Scaling dbt Docs with an Automated Data Catalog

Using dbt Docs as your data dictionary? dbt Docs is a great way to start documenting your data models, sources, and columns, but it can become brittle as projects grow. Yaml files can drift, sharing is clunky, and business users think of it as too technical or developer-only documentation. If you want everyone to use the same definitions across tools, how do you keep data documentation current and visible across your stack?

In this guide, you’ll learn a practical way to scale dbt Docs alongside an automated data catalog so definitions stay accurate and easy to find. Keep schema.yml as the source of truth, manage changes through pull requests in GitHub or Bitbucket, and surface definitions in BI and other team tools so everyone is working from the same meaning.

What are dbt Docs?

dbt Docs are the documentation site and metadata generated from your dbt project (models, sources, columns, tests, and lineage) using descriptions defined in schema.yml (properties) and artifacts produced by dbt runs.

How dbt Docs are built

You write table and/column descriptions in YAML. dbt produces artifacts during runs that are saved as JSON files (semantic_manifest.json, manifest.json, catalog.json, run_results.json, and sources.json). The `dbt docs generate` command builds a static documentation site. Teams can view documentation locally with the dbt docs serve command or in dbt Cloud’s Catalog.

Who uses dbt Docs

Primarily analytics and data engineers. Broader adoption requires surfacing definitions where business users work like BI tools and data catalog search.

Why dbt Docs matter

Keeping schema.yml accurate is foundational. It gives you versioned, reviewable definitions and reduces drift across tools.

Example schema.yml

models:
  - name: orders  
    description: "Finalized customer orders used for revenue reporting"  
    columns:    
      - name: order_id      
        description: "Unique identifier for an order"    
      - name: order_total      
        description: "Sum of line item totals after discounts and tax"

Common Challenges with Using and Scaling dbt Docs

First, let’s look at where dbt Docs usually break. These are the dbt documentation challenges we see most often when teams try to scale docs across projects and stakeholders.

Data documentation beyond dbt

dbt Docs only covers assets managed within your dbt project. If you use BI tools like Tableau or Power BI, or need to document tables outside of dbt in Snowflake, those assets aren't included automatically. While dbt exposures can help track these dependencies, they require manual maintenance and don't pull in the actual documentation from those systems.

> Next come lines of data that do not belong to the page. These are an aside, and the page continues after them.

use std::fmt;

/// Failures produced by the HTTP gateway.
///
/// Callers above the gateway never match on this directly except to decide
/// whether a failure is the "soft" not-found case; everywhere else it is
/// folded into `anyhow::Error` via `?`.
#[derive(Debug)]
pub enum GatewayError {
    Transport(String),
    Http { status: u16 },
    Parse(String),
    Api { body: serde_json::Value },
}

impl fmt::Display for GatewayError {
    fn fmt(&self, f: &mut fmt::Formatter<'_>) -> fmt::Result {
        match self {
            GatewayError::Transport(msg) => write!(f, "transport error: {msg}"),
            GatewayError::Http { status } => write!(f, "http error: status {status}"),
            GatewayError::Parse(msg) => write!(f, "parse error: {msg}"),
            GatewayError::Api { body } => write!(f, "api error: {body}"),
        }
    }
}

impl std::error::Error for GatewayError {}
use crate::model::Track;
use crate::queue::Queue;

/// Produces the final newline-separated identifier list. Pure and
/// synchronous: no I/O, no trailing newline, tracks with an empty URI are
/// skipped.
pub fn render(tracks: &Queue<Track>) -> String {
    tracks
        .iter()
        .map(Track::uri)
        .filter(|uri| !uri.is_empty())
        .collect::<Vec<_>>()
        .join("\n")
}

#[cfg(test)]
mod tests {
    use super::*;
    use crate::model::TrackMeta;

    #[test]
    fn skips_empty_uris_and_joins_with_newline() {
        let meta_a = TrackMeta {
            uri: "spotify:track:aaaaaaaaaaaaaaaaaaaaaa".to_string(),
            ..Default::default()
        };
        let meta_b = TrackMeta {
            uri: "spotify:track:bbbbbbbbbbbbbbbbbbbbbb".to_string(),
            ..Default::default()
        };

        let tracks = Queue::from_vec(vec![
            Track::simple("a", meta_a),
            Track::unresolved("unresolved"),
            Track::simple("b", meta_b),
        ]);

        assert_eq!(
            render(&tracks),
            "spotify:track:aaaaaaaaaaaaaaaaaaaaaa\nspotify:track:bbbbbbbbbbbbbbbbbbbbbb"
        );
    }
}
// Licensed under the Apache License, Version 2.0 or the MIT License.
// SPDX-License-Identifier: Apache-2.0 OR MIT
// Copyright Tock Contributors 2022.

//! Interfaces for GPIO pins.

/// Enum for configuring any pull-up or pull-down resistors on the GPIO pin.
#[derive(Clone, Copy, Debug, PartialEq, Eq)]
pub enum FloatingState {
    PullUp,
    PullDown,
    PullNone,
}

/// Enum for selecting which edge to trigger interrupts on.
#[derive(Clone, Copy, Debug, PartialEq, Eq)]
pub enum InterruptEdge {
    RisingEdge,
    FallingEdge,
    EitherEdge,
}

/// Enum for which state the pin is in. `Function` means the pin has been
/// configured to a special function, which is outside the scope of the HIL.
#[derive(Clone, Copy, Debug, PartialEq, Eq)]
pub enum Configuration {
    LowPower,
    Input,
    Output,
    InputOutput,
    Function,
    Other,
}

/// The Pin trait allows a pin to be used as either input or output and to be
/// configured.
pub trait Pin: Input + Output + Configure {}

/// The InterruptPin trait allows a pin to be used as either input or output
/// and also to source interrupts.
pub trait InterruptPin<'a>: Pin + Interrupt<'a> {}

impl<T: Input + Output + Configure> Pin for T {}
impl<'a, T: Pin + Interrupt<'a>> InterruptPin<'a> for T {}

pub trait Configure {
    fn configuration(&self) -> Configuration;
    fn make_output(&self) -> Configuration;
    fn disable_output(&self) -> Configuration;
    fn make_input(&self) -> Configuration;
    fn disable_input(&self) -> Configuration;

    /// Disable the pin and put it into its lowest power state. Re-enabling
    /// the pin requires reconfiguring it.
    fn deactivate_to_low_power(&self);

    fn set_floating_state(&self, state: FloatingState);
    fn floating_state(&self) -> FloatingState;
}

pub trait Output {
    /// Set the GPIO pin high. If the pin is not an output or input/output,
    /// this call is ignored.
    fn set(&self);

    /// Set the GPIO pin low. If the pin is not an output or input/output,
    /// this call is ignored.
    fn clear(&self);

    /// Toggle the GPIO pin and return its new value.
    fn toggle(&self) -> bool;
}

pub trait Input {
    /// Get the current state of an input GPIO pin. For an output pin, return
    /// the output; for an input pin, return the input; for disabled or
    /// function pins the value is undefined.
    fn read(&self) -> bool;
}

pub trait Interrupt<'a>: Input {
    /// Set the client for interrupt events.
    fn set_client(&self, client: &'a dyn Client);

    /// Enable an interrupt on the GPIO pin. This does not configure the pin
    /// except to enable an interrupt: it should be separately configured as
    /// an input, etc.
    fn enable_interrupts(&self, mode: InterruptEdge);

    /// Disable interrupts for the GPIO pin.
    fn disable_interrupts(&self);

    /// Return whether this interrupt is pending
    fn is_pending(&self) -> bool;
}

/// Interface for users of synchronous GPIO interrupts. In order to receive
/// interrupts, the user must implement this `Client` interface.
pub trait Client {
    /// Called when an interrupt occurs.
    fn fired(&self);
}
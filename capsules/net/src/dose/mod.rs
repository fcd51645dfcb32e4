// Licensed under the Apache License, Version 2.0 or the MIT License.
// SPDX-License-Identifier: Apache-2.0 OR MIT
// Copyright Tock Contributors 2023.

//! Differentially Operated Serial Ethernet (DOSE).
//!
//! DOSE carries Ethernet frames over a UART whose TX and RX lines are
//! connected to a CAN transceiver, so that every node shares one
//! differential bus. The bus is half duplex and every node hears its own
//! transmissions. The driver uses that echo to detect collisions: each octet
//! is sent on its own and compared against what comes back before the next
//! one goes out. A mismatch aborts the frame, which is retried from its first
//! byte after a randomized backoff.
//!
//! Frames are delimited and escaped as described in [`framing`] and protected
//! by a CRC16. Received frames are staged in a
//! [`ChunkedRingBuffer`](kernel::collections::chunked_ring_buffer::ChunkedRingBuffer)
//! supplied by the board, and validated when the network stack collects them.
//!
//! All peripheral callbacks are turned into a [`Signal`] and fed to a single
//! state machine, see [`Dose`].
//!
//! Usage
//! -----
//!
//! ```rust,ignore
//! let dose = static_init!(
//!     Dose<'static, VirtualMuxAlarm<'static, Rtc>>,
//!     Dose::new(
//!         uart, alarm, rng,
//!         Some(sense_pin), Some(standby_pin),
//!         rx_buffer, tx_buffer,
//!         mac, DoseParams::default(),
//!     )
//! );
//! uart.set_receive_client(dose);
//! uart.set_transmit_client(dose);
//! alarm.set_alarm_client(dose);
//! sense_pin.set_client(dose);
//! dose.set_client(network_stack);
//! dose.init()?;
//! ```

pub mod driver;
pub mod framing;
mod power;
pub mod watchdog;


pub use self::driver::Dose;
pub use kernel::collections::chunked_ring_buffer::MAX_CHUNKS;

/// Length of an Ethernet header: destination, source, EtherType.
pub const ETHERNET_HEADER_LEN: usize = 14;
/// Largest Ethernet frame the link carries, without FCS.
pub const ETHERNET_FRAME_LEN: usize = 1514;
/// Largest Ethernet payload.
pub const ETHERNET_DATA_LEN: usize = ETHERNET_FRAME_LEN - ETHERNET_HEADER_LEN;
pub const MAC_ADDRESS_LEN: usize = 6;
pub const CRC_LEN: usize = 2;
/// Largest frame as stored in the receive buffer.
pub const FRAME_LEN: usize = ETHERNET_FRAME_LEN + CRC_LEN;
/// Transmissions of one frame before it is given up on.
pub const MAX_ATTEMPTS: u8 = 3;

/// Per link configuration.
#[derive(Clone, Copy, Debug, PartialEq, Eq)]
pub struct DoseParams {
    /// UART baud rate in bit/s.
    pub baud_rate: u32,
    /// Silence, counted in octet times, after which a frame in progress is
    /// given up on. Also the unit of the transmit backoff.
    pub timeout_bytes: u32,
}

impl Default for DoseParams {
    fn default() -> Self {
        DoseParams {
            baud_rate: 115200,
            timeout_bytes: 50,
        }
    }
}

impl DoseParams {
    /// Length of the base timeout in microseconds, assuming 10 bits per
    /// octet on the wire.
    pub fn timeout_us(&self) -> u32 {
        (self.timeout_bytes as u64 * 10 * 1_000_000)
            .checked_div(self.baud_rate as u64)
            .map_or(0, |us| us.min(u32::MAX as u64) as u32)
    }
}

/// Link counters. They wrap on overflow.
#[derive(Clone, Copy, Debug, Default, PartialEq, Eq)]
pub struct Statistics {
    /// Frames that passed validation.
    pub rx_frames: u32,
    /// Frames dropped for a bad CRC.
    pub rx_dropped_crc: u32,
    /// Frames dropped for being too short or too long.
    pub rx_dropped_len: u32,
    /// Frames dropped because they were addressed to another node.
    pub rx_dropped_addr: u32,
    /// Frames that did not fit the receive buffer or saw a line error.
    pub rx_overruns: u32,
    /// Receptions abandoned after the bus went silent.
    pub rx_timeouts: u32,
    pub tx_frames: u32,
    /// Transmission attempts that ended in a collision.
    pub tx_collisions: u32,
    /// Frames given up on after `MAX_ATTEMPTS` collisions.
    pub tx_failed: u32,
}

/// States of the link state machine.
#[derive(Clone, Copy, Debug, PartialEq, Eq)]
pub enum State {
    /// Not yet initialized.
    Init,
    /// Waiting out the backoff before a transmission.
    Blocked,
    Idle,
    /// Receiving a frame.
    Recv,
    /// Transmitting a frame.
    Send,
    /// Bus driver powered down, woken by a transmission.
    Standby,
    /// Bus driver and receiver powered down.
    Sleep,
}

/// Events fed to the state machine.
#[derive(Clone, Copy, Debug, PartialEq, Eq)]
pub enum Signal {
    /// Reset, or wake from a low power state.
    Init,
    /// Falling edge on the sense pin: a start bit is on the bus.
    Gpio,
    /// An octet was read from the bus.
    Uart,
    /// The watchdog or backoff alarm fired.
    Timer,
    /// A frame is waiting to be sent.
    Send,
    /// The frame in progress is complete.
    End,
}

Shareability and usability

Many teammates never open dbt Docs. Non‑technical users want ERDs, lineage, and in‑app search. When definitions live only in YAML, they are hard to find. Definitions need to be where work happens: BI tooltips, search, and lineage.

Keeping YAML up to date at scale

Ownership is unclear, reviews are ad hoc, and coverage slips. The result is drift between schema.yml, dashboards, and what people actually trust. Changes to schema.yml need to be treated like code: propose edits, review in a pull request, and merge on a regular cadence.

Onboarding and search

Property references tell you what a column is, not how to use it. New hires need examples, links to source models, and consistent naming, or they bounce. Descriptions need to be paired with links to the source model and a short example query.

Fragmented documentation

Multiple projects and documentation sites create duplicate truths. Screenshots and side docs are a sign the official docs are not easy to use. We recommend to pick a single source of truth, route all edits through it, and remove duplicates over time.

dbt Docs vs. Data Catalog: Choosing Your Source of Truth

There are a few workable ways to run documentation at scale. Start by choosing where your single source of truth lives: in dbt (schema.yml) or in your data catalog. Many teams choose a hybrid: draft in the catalog and publish back to dbt by pull request. Whatever you pick, write it down, set owners, and follow it consistently.

Source of Truth	Strengths	Watch For
dbt	Versioned and close to code Reviewed in PRs Clear audit trail	Authoring friction for non‑technical users YAML coverage can lag without owners and cadence
Data Catalog	Fast drafting and collaboration Bulk edits and UI guidance	Drift unless you publish back to dbt Definitions may differ across tools
Hybrid	Speed of a UI plus governance Single truth in dbt Easy cross‑tool visibility	Needs a clear publish cadence (e.g., daily PRs), named owners, and alerts if syncs fail

Approach 1: dbt as the source of truth. Keep authoritative table and column definitions in schema.yml. This keeps definitions versioned and close to the code, reviewed in pull requests, and tied to build changes. Many teams pair this with a catalog for drafting and discovery.

Approach 2: catalog as the source of truth. Use a catalog UI for fast drafting and collaboration, and treat dbt Docs as a published view. This is easy to adopt but can drift unless you have a clear publish step back to dbt.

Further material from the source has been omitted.